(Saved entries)
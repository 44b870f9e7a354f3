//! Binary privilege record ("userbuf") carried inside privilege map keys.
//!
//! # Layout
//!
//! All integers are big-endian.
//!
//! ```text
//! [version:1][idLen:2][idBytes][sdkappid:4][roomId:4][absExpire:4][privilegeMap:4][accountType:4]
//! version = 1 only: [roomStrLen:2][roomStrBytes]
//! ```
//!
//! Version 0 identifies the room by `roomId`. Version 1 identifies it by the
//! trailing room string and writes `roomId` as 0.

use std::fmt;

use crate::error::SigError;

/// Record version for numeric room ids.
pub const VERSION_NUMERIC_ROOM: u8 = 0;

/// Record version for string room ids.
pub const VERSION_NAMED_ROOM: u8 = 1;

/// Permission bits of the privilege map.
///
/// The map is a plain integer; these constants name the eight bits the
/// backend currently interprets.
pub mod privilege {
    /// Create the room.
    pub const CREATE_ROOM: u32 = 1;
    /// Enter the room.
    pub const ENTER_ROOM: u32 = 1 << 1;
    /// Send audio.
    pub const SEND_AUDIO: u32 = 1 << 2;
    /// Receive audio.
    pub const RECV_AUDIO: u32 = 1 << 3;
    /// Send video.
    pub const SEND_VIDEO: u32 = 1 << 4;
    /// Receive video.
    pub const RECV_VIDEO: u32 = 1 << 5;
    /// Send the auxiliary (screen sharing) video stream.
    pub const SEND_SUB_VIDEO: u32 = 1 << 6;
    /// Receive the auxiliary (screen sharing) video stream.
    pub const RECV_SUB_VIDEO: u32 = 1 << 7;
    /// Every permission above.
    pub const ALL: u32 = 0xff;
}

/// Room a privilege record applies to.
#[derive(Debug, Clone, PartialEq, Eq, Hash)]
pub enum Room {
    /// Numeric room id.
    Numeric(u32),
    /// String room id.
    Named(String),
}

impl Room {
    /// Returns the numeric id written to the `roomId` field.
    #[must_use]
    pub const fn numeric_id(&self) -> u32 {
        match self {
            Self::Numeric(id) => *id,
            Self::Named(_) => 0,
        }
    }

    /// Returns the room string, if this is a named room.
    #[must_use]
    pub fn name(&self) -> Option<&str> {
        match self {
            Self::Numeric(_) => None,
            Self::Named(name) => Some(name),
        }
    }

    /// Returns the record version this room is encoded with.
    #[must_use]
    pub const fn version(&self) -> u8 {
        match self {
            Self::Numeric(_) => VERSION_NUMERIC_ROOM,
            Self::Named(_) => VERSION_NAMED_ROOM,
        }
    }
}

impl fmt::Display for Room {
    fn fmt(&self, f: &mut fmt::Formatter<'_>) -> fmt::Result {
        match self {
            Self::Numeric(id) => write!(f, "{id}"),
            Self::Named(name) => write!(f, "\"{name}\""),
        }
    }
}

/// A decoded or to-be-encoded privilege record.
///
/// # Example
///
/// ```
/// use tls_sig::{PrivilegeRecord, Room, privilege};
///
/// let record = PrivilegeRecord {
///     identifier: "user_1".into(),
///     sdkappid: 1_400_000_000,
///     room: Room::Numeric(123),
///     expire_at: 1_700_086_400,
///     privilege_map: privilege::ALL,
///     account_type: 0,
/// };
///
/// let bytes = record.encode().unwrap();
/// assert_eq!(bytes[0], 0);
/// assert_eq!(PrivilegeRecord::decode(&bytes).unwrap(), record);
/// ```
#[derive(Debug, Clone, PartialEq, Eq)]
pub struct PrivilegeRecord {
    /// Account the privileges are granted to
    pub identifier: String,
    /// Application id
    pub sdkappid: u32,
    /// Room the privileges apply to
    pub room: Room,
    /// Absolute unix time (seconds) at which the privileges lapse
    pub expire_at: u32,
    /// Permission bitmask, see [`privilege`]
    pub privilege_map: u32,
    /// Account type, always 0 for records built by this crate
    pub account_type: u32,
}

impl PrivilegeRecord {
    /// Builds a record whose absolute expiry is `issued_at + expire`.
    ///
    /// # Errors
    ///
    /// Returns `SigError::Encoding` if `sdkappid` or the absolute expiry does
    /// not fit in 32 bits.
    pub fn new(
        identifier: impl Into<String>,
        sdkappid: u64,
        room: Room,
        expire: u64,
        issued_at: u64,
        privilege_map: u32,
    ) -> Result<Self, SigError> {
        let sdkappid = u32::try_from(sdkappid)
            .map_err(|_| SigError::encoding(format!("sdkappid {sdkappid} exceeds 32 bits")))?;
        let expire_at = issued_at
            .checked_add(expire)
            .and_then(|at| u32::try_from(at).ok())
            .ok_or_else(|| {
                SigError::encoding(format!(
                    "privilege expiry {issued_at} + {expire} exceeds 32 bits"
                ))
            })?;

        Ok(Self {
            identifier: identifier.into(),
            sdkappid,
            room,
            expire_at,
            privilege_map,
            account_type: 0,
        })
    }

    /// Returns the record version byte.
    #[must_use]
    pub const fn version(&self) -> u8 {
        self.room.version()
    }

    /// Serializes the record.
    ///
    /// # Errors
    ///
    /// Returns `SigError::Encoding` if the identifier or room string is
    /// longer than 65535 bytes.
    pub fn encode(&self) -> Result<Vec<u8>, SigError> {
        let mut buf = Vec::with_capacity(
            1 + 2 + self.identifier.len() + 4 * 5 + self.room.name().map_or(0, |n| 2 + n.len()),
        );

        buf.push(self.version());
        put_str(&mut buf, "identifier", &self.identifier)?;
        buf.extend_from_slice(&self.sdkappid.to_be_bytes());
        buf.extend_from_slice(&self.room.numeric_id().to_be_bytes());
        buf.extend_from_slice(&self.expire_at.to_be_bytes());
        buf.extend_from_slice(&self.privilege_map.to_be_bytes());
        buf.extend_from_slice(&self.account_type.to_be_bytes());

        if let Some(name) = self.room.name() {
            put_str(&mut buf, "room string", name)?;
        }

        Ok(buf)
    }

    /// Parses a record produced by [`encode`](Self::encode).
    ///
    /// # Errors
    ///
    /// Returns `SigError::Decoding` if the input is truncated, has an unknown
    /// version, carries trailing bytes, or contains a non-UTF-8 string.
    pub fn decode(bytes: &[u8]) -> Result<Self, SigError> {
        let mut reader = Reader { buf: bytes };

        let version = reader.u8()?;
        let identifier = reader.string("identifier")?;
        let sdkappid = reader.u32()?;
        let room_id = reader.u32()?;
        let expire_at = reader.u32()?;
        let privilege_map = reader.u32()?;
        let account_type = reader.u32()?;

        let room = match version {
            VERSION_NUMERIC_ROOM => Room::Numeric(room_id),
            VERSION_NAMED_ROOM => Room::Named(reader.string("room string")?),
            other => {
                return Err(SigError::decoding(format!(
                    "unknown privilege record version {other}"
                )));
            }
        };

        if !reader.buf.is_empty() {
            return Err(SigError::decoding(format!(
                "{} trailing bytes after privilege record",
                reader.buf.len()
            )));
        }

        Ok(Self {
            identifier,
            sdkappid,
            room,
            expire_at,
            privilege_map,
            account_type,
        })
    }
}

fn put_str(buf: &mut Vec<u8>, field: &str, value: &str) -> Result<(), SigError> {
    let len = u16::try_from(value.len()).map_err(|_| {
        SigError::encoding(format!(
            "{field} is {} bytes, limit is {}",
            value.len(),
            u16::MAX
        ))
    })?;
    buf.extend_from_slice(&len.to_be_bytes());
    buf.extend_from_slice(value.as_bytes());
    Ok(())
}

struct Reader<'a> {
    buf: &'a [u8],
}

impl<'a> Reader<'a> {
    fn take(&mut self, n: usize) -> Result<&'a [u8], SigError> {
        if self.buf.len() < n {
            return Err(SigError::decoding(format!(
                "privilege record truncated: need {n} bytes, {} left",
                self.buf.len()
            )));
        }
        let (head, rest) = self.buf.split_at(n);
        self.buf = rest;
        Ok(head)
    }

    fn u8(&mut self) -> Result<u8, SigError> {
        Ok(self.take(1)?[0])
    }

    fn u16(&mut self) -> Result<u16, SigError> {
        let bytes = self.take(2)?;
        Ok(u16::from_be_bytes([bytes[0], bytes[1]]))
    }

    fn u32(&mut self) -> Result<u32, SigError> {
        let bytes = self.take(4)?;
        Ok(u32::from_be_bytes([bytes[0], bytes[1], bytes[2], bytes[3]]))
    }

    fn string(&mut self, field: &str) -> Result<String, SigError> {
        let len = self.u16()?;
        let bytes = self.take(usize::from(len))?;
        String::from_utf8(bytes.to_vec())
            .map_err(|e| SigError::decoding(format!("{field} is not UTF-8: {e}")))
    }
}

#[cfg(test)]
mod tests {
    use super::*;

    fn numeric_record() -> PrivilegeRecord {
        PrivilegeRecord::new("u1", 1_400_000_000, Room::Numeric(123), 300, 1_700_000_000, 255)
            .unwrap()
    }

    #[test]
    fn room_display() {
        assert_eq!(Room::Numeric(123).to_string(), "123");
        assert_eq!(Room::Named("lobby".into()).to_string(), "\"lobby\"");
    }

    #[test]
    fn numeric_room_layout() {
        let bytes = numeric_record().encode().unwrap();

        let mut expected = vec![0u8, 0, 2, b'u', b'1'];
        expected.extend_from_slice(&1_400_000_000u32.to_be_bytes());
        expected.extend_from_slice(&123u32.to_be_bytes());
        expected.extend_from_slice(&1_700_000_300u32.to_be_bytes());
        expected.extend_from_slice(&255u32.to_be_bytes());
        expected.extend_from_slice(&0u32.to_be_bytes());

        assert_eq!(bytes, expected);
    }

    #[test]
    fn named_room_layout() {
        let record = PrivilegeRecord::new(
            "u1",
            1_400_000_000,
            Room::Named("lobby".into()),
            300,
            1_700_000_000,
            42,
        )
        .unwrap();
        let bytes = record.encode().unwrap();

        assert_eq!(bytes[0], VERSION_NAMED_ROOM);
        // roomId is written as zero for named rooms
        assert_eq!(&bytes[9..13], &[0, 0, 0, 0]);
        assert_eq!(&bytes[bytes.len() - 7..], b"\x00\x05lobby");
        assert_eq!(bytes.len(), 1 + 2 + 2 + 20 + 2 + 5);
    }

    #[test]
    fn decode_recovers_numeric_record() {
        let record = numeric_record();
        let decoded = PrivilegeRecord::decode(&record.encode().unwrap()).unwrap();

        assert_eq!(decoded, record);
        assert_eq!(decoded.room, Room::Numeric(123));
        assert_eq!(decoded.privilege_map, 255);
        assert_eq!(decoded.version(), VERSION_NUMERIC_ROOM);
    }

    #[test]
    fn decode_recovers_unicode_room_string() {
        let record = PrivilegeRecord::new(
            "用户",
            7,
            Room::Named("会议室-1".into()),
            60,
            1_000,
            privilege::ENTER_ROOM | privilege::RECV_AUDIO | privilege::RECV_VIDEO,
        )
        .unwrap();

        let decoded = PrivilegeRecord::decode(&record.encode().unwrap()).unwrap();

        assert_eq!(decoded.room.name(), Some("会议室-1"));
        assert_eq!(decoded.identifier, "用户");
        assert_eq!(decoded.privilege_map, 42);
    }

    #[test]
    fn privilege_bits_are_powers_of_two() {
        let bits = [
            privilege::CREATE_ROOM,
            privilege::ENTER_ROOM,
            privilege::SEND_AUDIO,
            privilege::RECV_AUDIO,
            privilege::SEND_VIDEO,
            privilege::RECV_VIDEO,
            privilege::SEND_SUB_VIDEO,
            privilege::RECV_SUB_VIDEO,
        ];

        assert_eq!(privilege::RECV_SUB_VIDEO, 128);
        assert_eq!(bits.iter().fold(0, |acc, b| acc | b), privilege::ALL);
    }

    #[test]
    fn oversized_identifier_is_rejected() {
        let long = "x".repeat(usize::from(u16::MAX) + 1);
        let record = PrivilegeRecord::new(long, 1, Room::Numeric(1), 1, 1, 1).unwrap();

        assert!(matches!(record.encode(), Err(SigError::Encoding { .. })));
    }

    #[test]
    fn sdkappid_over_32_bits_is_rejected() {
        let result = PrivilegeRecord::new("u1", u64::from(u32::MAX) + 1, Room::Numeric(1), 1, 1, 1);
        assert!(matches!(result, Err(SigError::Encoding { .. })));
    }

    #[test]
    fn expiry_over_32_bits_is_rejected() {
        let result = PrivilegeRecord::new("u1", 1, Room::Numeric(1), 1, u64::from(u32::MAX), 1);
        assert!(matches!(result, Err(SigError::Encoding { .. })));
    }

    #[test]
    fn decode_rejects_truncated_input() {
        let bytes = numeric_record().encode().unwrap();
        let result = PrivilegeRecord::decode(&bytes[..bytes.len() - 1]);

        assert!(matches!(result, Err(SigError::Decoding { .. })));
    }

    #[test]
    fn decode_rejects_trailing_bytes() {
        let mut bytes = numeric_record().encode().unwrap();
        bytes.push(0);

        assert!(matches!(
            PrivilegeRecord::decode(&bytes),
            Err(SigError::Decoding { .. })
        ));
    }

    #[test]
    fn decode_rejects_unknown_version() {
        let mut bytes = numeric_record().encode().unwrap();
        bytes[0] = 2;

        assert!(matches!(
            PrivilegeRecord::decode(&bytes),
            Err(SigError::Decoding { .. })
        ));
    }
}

■ What this task involves: Copy the lines above exactly, from the very first through the one containing "pub const ENTER_ROOM: u32 = 1 << 1;", and include no other line.

■ Finished task:
repository 44b870f9e7a354f3
//! Binary privilege record ("userbuf") carried inside privilege map keys.
//!
//! # Layout
//!
//! All integers are big-endian.
//!
//! ```text
//! [version:1][idLen:2][idBytes][sdkappid:4][roomId:4][absExpire:4][privilegeMap:4][accountType:4]
//! version = 1 only: [roomStrLen:2][roomStrBytes]
//! ```
//!
//! Version 0 identifies the room by `roomId`. Version 1 identifies it by the
//! trailing room string and writes `roomId` as 0.

use std::fmt;

use crate::error::SigError;

/// Record version for numeric room ids.
pub const VERSION_NUMERIC_ROOM: u8 = 0;

/// Record version for string room ids.
pub const VERSION_NAMED_ROOM: u8 = 1;

/// Permission bits of the privilege map.
///
/// The map is a plain integer; these constants name the eight bits the
/// backend currently interprets.
pub mod privilege {
    /// Create the room.
    pub const CREATE_ROOM: u32 = 1;
    /// Enter the room.
    pub const ENTER_ROOM: u32 = 1 << 1;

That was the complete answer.